Боярин Слуда, доводившийся Сфирну троюродным братом, тоже был в натянутых отношениях с Владимиром. Встретившись со Сфирном на другой же день, Слуда повел с ним такие речи.
— Владимир, сын ключницы, оттого-то в нем и сидит неприязнь к нам, боярам, — молвил Слуда, плотнее притворив дверь светлицы. — Владимир понимает, что далеко не всем киевским боярам нравится кланяться сыну рабыни. Поэтому Владимир и злобствует. Потому-то он и приближает к себе черных людишек вроде Рагдая. Сегодня Владимир прилюдно унизил тебя, брат, а завтра он может голову снять с любого из нас, бояр. — При этих словах Слуда перешел почти на шепот, глядя в глаза Сфирну и многозначительно выгнув бровь. — Смекай, брат. За спиной у Владимира варяги и дружина Добрыни, который тоже простолюдинов привечает. Боюсь, брат, дойдет до того, что сыновья смердов и холопов оттеснят нас, родовитых мужей, от княжеского трона.
— И я того же опасаюсь, брат, — покачал бородой Сфирн. — Что же нам делать?
— Убрать нужно Владимира со стола княжеского! — прошипел Слуда и сердито воткнул нож в скамью. — Зарезать, как жертвенную свинью! А на стол княжеский посадить сына Ярополка, рожденного гречанкой Юлией.
— Слова твои верные, брат, — промолвил Сфирн. — Беда в том, что к Владимиру никак не подобраться, подле него всегда находятся гридни из молодшей дружины.
— Кто терпелив, брат, тот своего часа всегда дождется, — с хищной ухмылкой обронил Слуда. — Владимир может умереть и от женской руки, благо он в сластолюбии меры не знает. Нам нужно лишь потакать Владимиру в его похотливых желаниях, толкать в его объятия жен и девиц. Можно настроить против Владимира какую-нибудь из его жен, ведь женщины, объятые ревностью, способны на необдуманные и жестокие поступки.
— Понимаю, брат. — Сфирн закивал, в его глазах запрыгали мстительные огоньки. — Это было бы замечательно, кабы Владимир получил ножом по горлу в постели с женщиной. Уверен, ему и невдомек, что такое может случиться.
Сфирн злорадно захихикал.
Однажды Владимир наведался с утра на Подол, в ремесленные кварталы Киева, желая поглядеть, как обжились на новом месте бежавшие из Познани иудеи, как идет у них торговля, нет ли у них в чем-то нужды. На деньги, полученные от князя, иудеи построили добротные дома из бревен, ими же была выстроена небольшая синагога из глиняных кирпичей, с куполом из медных листов.
Синагога очень понравилась Владимиру, это было здание с высокими стройными пропорциями, с узкими окнами и полукруглыми пилястрами, выступавшими из стен. Ступени у главного входа в синагогу были сложены из каменных плит, как и дорожка, ведущая от калитки в невысокой глинобитной ограде. Двустворчатые, закругленные наверху двери синагоги тоже были обиты медью, как и купол храма. На дверях были искусно выбиты сцены из Ветхого Завета. Внутри храма еще шли отделочные работы: там стояли строительные леса, висел запах извести, толченого мела, охристых красок, свежезамешанного раствора, используемого для штукатурки стен.

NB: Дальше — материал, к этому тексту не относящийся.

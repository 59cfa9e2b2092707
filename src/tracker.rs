// Copyright The OpenTelemetry Authors
// SPDX-License-Identifier: Apache-2.0

//! The keepalive lifecycle state machine and its public hook surface.

use std::sync::Arc;

use tracing::{debug, info, warn};

use crate::caps::NetworkCapabilities;
use crate::carrier::CarrierLifetimeTable;
use crate::clock::Clock;
use crate::context::DispatcherToken;
use crate::error::TrackerError;
use crate::histogram::DurationHistogram;
use crate::registration::{CarrierKey, NetworkId, Record, RegistrationKey, RegistrationTable};
use crate::report::{DailyReport, DurationPerNumOfKeepalive, KeepaliveLifetimePerCarrier};

/// Event-driven accounting engine for keepalive offload lifecycle metrics.
///
/// All mutating methods and the `build*` methods must be called from the
/// thread this tracker was constructed on; any other caller gets back
/// [`TrackerError::WrongContext`] before any state is touched.
#[derive(Debug)]
pub struct KeepaliveStatsTracker {
    clock: Arc<dyn Clock>,
    token: DispatcherToken,
    registrations: RegistrationTable,
    histogram: DurationHistogram,
    carriers: CarrierLifetimeTable,
}

impl KeepaliveStatsTracker {
    /// Creates a tracker bound to the calling thread.
    #[must_use]
    pub fn new(clock: Arc<dyn Clock>) -> Self {
        Self::with_dispatcher_token(clock, DispatcherToken::current())
    }

    /// Creates a tracker bound to an explicit dispatcher token.
    ///
    /// Useful for tests that construct the tracker on one thread but want to
    /// assert `WrongContext` is returned from a different one, or that want
    /// to simulate the dispatcher thread without actually switching threads.
    #[must_use]
    pub fn with_dispatcher_token(clock: Arc<dyn Clock>, token: DispatcherToken) -> Self {
        let now = clock.now_ms();
        Self {
            histogram: DurationHistogram::new(now),
            clock,
            token,
            registrations: RegistrationTable::new(),
            carriers: CarrierLifetimeTable::new(),
        }
    }

    fn assert_on_context(&self) -> Result<(), TrackerError> {
        if self.token.is_current() {
            Ok(())
        } else {
            warn!("keepalive tracker invoked off its dispatcher thread");
            Err(TrackerError::WrongContext)
        }
    }

    fn n_registered(&self) -> usize {
        self.registrations.len()
    }

    fn n_active(&self) -> usize {
        self.registrations.active_count()
    }

    /// Registers a new keepalive.
    pub fn on_start_keepalive(
        &mut self,
        network: NetworkId,
        slot: u32,
        caps: &NetworkCapabilities,
        interval_seconds: u32,
    ) -> Result<(), TrackerError> {
        self.assert_on_context()?;
        let key = RegistrationKey { network, slot };

        if self.registrations.get(&key).is_some() {
            warn!(?network, slot, "keepalive slot already in use");
            return Err(TrackerError::SlotInUse { network, slot });
        }

        let now = self.clock.now_ms();
        self.histogram.accrue(now, self.n_registered(), self.n_active());

        let carrier_key = CarrierKey {
            carrier_id: caps.carrier_id(),
            transport_bitmask: caps.transport_bitmask(),
            interval_ms: u64::from(interval_seconds) * 1000,
        };
        let record = Record {
            carrier_key,
            started_at_ms: now,
            last_transition_ms: now,
            paused: false,
        };
        let inserted = self.registrations.insert(key, record);
        debug_assert!(inserted, "slot liveness was just checked above");
        debug!(?network, slot, now, "keepalive started");
        Ok(())
    }

    /// Pauses a live keepalive.
    pub fn on_pause_keepalive(
        &mut self,
        network: NetworkId,
        slot: u32,
    ) -> Result<(), TrackerError> {
        self.assert_on_context()?;
        let key = RegistrationKey { network, slot };

        match self.registrations.get(&key) {
            None => {
                warn!(?network, slot, "pause on unknown keepalive registration");
                return Err(TrackerError::UnknownRegistration { network, slot });
            }
            Some(record) if record.paused => {
                warn!(?network, slot, "pause on already-paused keepalive");
                return Err(TrackerError::IllegalTransition {
                    network,
                    slot,
                    transition: "pause",
                });
            }
            Some(_) => {}
        }

        let now = self.clock.now_ms();
        self.histogram.accrue(now, self.n_registered(), self.n_active());

        let record = self
            .registrations
            .get_mut(&key)
            .expect("liveness checked above");
        let delta = now.saturating_sub(record.last_transition_ms);
        let carrier_key = record.carrier_key;
        record.paused = true;
        record.last_transition_ms = now;

        self.carriers.add_registered(carrier_key, delta);
        self.carriers.add_active(carrier_key, delta);
        debug!(?network, slot, now, "keepalive paused");
        Ok(())
    }

    /// Resumes a paused keepalive.
    pub fn on_resume_keepalive(
        &mut self,
        network: NetworkId,
        slot: u32,
    ) -> Result<(), TrackerError> {
        self.assert_on_context()?;
        let key = RegistrationKey { network, slot };

        match self.registrations.get(&key) {
            None => {
                warn!(?network, slot, "resume on unknown keepalive registration");
                return Err(TrackerError::UnknownRegistration { network, slot });
            }
            Some(record) if !record.paused => {
                warn!(?network, slot, "resume on already-active keepalive");
                return Err(TrackerError::IllegalTransition {
                    network,
                    slot,
                    transition: "resume",
                });
            }
            Some(_) => {}
        }

        let now = self.clock.now_ms();
        self.histogram.accrue(now, self.n_registered(), self.n_active());

        let record = self
            .registrations
            .get_mut(&key)
            .expect("liveness checked above");
        let delta = now.saturating_sub(record.last_transition_ms);
        let carrier_key = record.carrier_key;
        record.paused = false;
        record.last_transition_ms = now;

        self.carriers.add_registered(carrier_key, delta);
        debug!(?network, slot, now, "keepalive resumed");
        Ok(())
    }

    /// Stops and removes a live keepalive.
    pub fn on_stop_keepalive(
        &mut self,
        network: NetworkId,
        slot: u32,
    ) -> Result<(), TrackerError> {
        self.assert_on_context()?;
        let key = RegistrationKey { network, slot };

        if self.registrations.get(&key).is_none() {
            warn!(?network, slot, "stop on unknown keepalive registration");
            return Err(TrackerError::UnknownRegistration { network, slot });
        }

        let now = self.clock.now_ms();
        self.histogram.accrue(now, self.n_registered(), self.n_active());

        let record = self
            .registrations
            .remove(&key)
            .expect("liveness checked above");
        let delta = now.saturating_sub(record.last_transition_ms);
        self.carriers.add_registered(record.carrier_key, delta);
        if !record.paused {
            self.carriers.add_active(record.carrier_key, delta);
        }
        debug!(?network, slot, now, "keepalive stopped");
        Ok(())
    }

    /// Snapshots the current accumulators into a report, without resetting
    /// them.
    pub fn build_keepalive_metrics(&mut self) -> Result<DailyReport, TrackerError> {
        self.assert_on_context()?;
        Ok(self.build_report(false))
    }

    /// Snapshots the current accumulators into a report, then resets the
    /// histogram and carrier tables while preserving live registrations.
    pub fn build_and_reset_metrics(&mut self) -> Result<DailyReport, TrackerError> {
        self.assert_on_context()?;
        let report = self.build_report(true);
        info!("keepalive metrics built and reset");
        Ok(report)
    }

    /// Shared implementation of `build`/`build_and_reset`.
    ///
    /// Folds the open tail of every live record into a *temporary* copy of
    /// the carrier table for reporting purposes, advancing each record's
    /// `last_transition_ms` to `now` so the fold is never double-counted by
    /// a subsequent build. The permanent carrier table is only mutated here
    /// if `reset` is requested, and then only by clearing it — per-record
    /// tails are folded into it permanently solely on Pause/Resume/Stop.
    fn build_report(&mut self, reset: bool) -> DailyReport {
        let now = self.clock.now_ms();
        self.histogram.accrue(now, self.n_registered(), self.n_active());

        let mut carrier_snapshot: std::collections::HashMap<CarrierKey, (u64, u64)> = self
            .carriers
            .snapshot()
            .into_iter()
            .map(|(k, v)| (k, (v.registered_ms, v.active_ms)))
            .collect();

        for (_, record) in self.registrations.iter_mut() {
            let tail = now.saturating_sub(record.last_transition_ms);
            let entry = carrier_snapshot.entry(record.carrier_key).or_default();
            entry.0 += tail;
            if !record.paused {
                entry.1 += tail;
            }
            record.last_transition_ms = now;
        }

        let (reg_dur, act_dur) = self.histogram.snapshot();
        let duration_per_num_of_keepalive = reg_dur
            .into_iter()
            .zip(act_dur)
            .enumerate()
            .map(
                |(k, (registered_ms, active_ms))| DurationPerNumOfKeepalive {
                    num_of_keepalive: k as u32,
                    keepalive_registered_durations_msec: registered_ms,
                    keepalive_active_durations_msec: active_ms,
                },
            )
            .collect();

        let keepalive_lifetime_per_carrier = carrier_snapshot
            .into_iter()
            .map(
                |(key, (registered_ms, active_ms))| KeepaliveLifetimePerCarrier {
                    carrier_id: key.carrier_id,
                    transport_types: key.transport_bitmask,
                    intervals_msec: key.interval_ms,
                    lifetime_msec: registered_ms,
                    active_lifetime_msec: active_ms,
                },
            )
            .collect();

        if reset {
            self.histogram.reset(now);
            self.carriers.reset();
        }

        DailyReport {
            duration_per_num_of_keepalive,
            keepalive_lifetime_per_carrier,
            keepalive_requests: None,
            automatic_keepalive_requests: None,
            distinct_user_count: None,
            uid_list: Vec::new(),
        }
    }
}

Оказалось, что беженцы-иудеи уже отправили своего гонца в Крым к тамошним иудейским общинам с просьбой прислать раввина для проведения священных обрядов в киевской синагоге.
Владимир обратил внимание, что русичи, живущие на Подоле, косо поглядывают на иудеев, которые хоть и никому не мешают, но уже ведут себя на новом месте как хозяева. Чужаки-иудеи владели многими секретами ювелирного, кузнечного и строительного мастерства. К ним постоянно шли с заказами люди с достатком. Русские ремесленники, теряя клиентов, злились на иудеев. К тому же большинство киевлян, живущих на Подоле, являлись язычниками и смотрели с недоверием как на христиан, так и на иудеев.
Выехав со своей конной свитой на берег реки Почайны, где далеко протянулись бревенчатые причалы для торговых судов, Владимир захотел рассмотреть вблизи чужеземные купеческие корабли. Несмотря на раннее утро, у пирсов было полно людей, здесь вовсю шла работа. С одних кораблей носильщики перетаскивали на берег тюки с товаром, рядом шла погрузка товара на суда, готовые выйти в путь. Неподалеку на верфи визжали пилы и стучали топоры, оттуда далеко разносился острый запах дегтя и сосновой смолы.